◆ Your goal:
Set down exactly the lines in the records below that run from the line with "pub mod ui;" to the line with "Fetch content over", inclusive, and nothing more.

Collected data entries
▽

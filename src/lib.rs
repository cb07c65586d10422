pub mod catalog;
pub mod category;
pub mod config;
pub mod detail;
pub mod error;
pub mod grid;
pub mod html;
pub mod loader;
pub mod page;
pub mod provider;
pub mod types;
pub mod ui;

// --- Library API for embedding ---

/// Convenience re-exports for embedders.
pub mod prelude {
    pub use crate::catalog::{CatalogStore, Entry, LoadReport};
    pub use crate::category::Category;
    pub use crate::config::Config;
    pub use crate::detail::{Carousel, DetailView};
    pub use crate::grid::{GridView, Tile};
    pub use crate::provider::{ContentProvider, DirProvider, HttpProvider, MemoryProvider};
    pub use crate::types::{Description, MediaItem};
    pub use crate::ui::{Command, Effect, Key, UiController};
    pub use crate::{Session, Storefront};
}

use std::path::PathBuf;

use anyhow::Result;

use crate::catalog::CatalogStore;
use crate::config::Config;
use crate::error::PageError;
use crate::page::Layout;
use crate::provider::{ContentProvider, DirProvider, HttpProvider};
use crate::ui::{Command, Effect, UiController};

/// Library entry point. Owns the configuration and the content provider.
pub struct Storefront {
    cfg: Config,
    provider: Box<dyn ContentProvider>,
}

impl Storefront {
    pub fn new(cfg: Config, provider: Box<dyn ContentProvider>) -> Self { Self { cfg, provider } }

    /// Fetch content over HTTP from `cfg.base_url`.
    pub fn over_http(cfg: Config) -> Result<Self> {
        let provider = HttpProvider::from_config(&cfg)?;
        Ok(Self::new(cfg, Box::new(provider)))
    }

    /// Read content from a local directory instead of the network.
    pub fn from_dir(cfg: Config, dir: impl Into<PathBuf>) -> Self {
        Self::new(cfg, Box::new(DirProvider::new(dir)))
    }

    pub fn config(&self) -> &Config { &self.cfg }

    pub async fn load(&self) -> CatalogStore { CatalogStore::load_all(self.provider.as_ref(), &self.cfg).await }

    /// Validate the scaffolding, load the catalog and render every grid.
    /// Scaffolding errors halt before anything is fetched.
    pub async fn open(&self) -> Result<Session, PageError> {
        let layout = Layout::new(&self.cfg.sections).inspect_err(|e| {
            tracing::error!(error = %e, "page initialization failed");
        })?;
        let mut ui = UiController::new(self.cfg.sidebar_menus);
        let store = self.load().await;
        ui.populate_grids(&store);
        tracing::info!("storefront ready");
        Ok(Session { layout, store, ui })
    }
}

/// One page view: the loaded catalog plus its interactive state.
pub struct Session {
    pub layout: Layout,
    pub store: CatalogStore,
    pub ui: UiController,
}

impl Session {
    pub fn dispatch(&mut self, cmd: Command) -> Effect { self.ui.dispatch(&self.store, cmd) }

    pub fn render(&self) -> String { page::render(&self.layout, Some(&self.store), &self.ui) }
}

△
▽

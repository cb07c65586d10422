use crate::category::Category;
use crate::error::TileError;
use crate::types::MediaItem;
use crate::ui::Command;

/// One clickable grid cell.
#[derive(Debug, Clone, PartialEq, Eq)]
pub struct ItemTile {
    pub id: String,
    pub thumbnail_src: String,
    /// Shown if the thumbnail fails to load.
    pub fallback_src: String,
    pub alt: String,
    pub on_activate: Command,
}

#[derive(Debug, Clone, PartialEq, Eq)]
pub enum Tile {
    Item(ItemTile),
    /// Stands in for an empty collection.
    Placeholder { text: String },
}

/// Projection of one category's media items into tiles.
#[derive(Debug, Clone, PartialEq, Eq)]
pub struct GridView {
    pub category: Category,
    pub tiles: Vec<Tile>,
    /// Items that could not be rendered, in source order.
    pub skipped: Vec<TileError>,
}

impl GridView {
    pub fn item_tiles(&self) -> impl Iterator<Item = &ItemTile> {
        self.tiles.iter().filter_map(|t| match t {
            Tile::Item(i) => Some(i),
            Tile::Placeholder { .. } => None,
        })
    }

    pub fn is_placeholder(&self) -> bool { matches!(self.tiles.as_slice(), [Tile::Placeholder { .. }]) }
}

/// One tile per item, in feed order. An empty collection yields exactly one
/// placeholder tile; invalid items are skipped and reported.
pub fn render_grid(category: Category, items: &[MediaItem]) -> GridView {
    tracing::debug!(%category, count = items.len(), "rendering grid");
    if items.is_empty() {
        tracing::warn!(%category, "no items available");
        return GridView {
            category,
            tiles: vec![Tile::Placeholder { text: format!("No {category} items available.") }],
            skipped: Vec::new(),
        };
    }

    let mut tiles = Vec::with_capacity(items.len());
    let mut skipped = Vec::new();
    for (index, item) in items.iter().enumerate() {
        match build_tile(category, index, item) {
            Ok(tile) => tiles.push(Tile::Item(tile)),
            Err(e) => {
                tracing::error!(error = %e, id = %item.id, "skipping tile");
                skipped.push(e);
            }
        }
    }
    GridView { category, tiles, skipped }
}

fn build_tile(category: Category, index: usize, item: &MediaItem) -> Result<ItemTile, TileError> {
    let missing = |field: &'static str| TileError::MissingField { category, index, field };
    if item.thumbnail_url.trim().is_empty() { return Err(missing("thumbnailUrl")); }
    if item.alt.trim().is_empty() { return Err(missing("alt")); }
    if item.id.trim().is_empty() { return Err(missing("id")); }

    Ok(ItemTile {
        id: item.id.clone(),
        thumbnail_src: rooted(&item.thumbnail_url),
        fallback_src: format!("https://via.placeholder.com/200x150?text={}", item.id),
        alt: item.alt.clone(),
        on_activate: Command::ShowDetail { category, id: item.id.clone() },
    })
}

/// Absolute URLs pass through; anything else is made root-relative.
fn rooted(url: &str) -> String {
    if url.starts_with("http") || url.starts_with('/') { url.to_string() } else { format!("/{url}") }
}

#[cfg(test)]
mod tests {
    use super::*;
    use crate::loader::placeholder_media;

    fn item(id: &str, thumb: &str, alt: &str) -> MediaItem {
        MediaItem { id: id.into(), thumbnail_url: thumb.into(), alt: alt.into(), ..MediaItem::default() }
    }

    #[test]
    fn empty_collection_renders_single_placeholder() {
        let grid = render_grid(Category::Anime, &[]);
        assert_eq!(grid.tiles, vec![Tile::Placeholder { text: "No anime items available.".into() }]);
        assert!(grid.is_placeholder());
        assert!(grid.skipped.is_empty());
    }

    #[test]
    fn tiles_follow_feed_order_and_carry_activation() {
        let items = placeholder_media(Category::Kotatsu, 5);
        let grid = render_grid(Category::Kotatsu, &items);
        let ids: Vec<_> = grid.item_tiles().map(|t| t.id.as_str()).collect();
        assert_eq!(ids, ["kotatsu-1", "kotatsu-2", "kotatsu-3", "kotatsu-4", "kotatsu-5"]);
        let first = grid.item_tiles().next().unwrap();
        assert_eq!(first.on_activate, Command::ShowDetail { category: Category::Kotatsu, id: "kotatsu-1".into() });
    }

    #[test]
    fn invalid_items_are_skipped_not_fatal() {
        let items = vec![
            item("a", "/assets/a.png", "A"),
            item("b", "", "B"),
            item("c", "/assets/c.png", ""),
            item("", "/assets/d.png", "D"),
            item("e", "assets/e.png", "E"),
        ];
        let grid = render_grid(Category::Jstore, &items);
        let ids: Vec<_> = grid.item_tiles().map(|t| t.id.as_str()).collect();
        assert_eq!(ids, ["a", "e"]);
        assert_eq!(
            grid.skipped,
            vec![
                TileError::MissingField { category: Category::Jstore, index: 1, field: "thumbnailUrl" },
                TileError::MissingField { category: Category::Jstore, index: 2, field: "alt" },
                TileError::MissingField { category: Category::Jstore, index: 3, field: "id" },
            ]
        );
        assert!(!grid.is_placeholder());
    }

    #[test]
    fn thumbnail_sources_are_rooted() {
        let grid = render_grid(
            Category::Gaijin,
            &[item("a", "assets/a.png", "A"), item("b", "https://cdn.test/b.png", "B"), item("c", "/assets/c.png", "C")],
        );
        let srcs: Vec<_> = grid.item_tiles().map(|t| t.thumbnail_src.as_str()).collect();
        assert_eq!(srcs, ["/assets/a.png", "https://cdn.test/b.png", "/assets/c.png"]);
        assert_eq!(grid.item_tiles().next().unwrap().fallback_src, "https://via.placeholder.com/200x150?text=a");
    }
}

△

◆ Answer to this exercise:
pub mod ui;

// --- Library API for embedding ---

/// Convenience re-exports for embedders.
pub mod prelude {
    pub use crate::catalog::{CatalogStore, Entry, LoadReport};
    pub use crate::category::Category;
    pub use crate::config::Config;
    pub use crate::detail::{Carousel, DetailView};
    pub use crate::grid::{GridView, Tile};
    pub use crate::provider::{ContentProvider, DirProvider, HttpProvider, MemoryProvider};
    pub use crate::types::{Description, MediaItem};
    pub use crate::ui::{Command, Effect, Key, UiController};
    pub use crate::{Session, Storefront};
}

use std::path::PathBuf;

use anyhow::Result;

use crate::catalog::CatalogStore;
use crate::config::Config;
use crate::error::PageError;
use crate::page::Layout;
use crate::provider::{ContentProvider, DirProvider, HttpProvider};
use crate::ui::{Command, Effect, UiController};

/// Library entry point. Owns the configuration and the content provider.
pub struct Storefront {
    cfg: Config,
    provider: Box<dyn ContentProvider>,
}

impl Storefront {
    pub fn new(cfg: Config, provider: Box<dyn ContentProvider>) -> Self { Self { cfg, provider } }

    /// Fetch content over HTTP from `cfg.base_url`.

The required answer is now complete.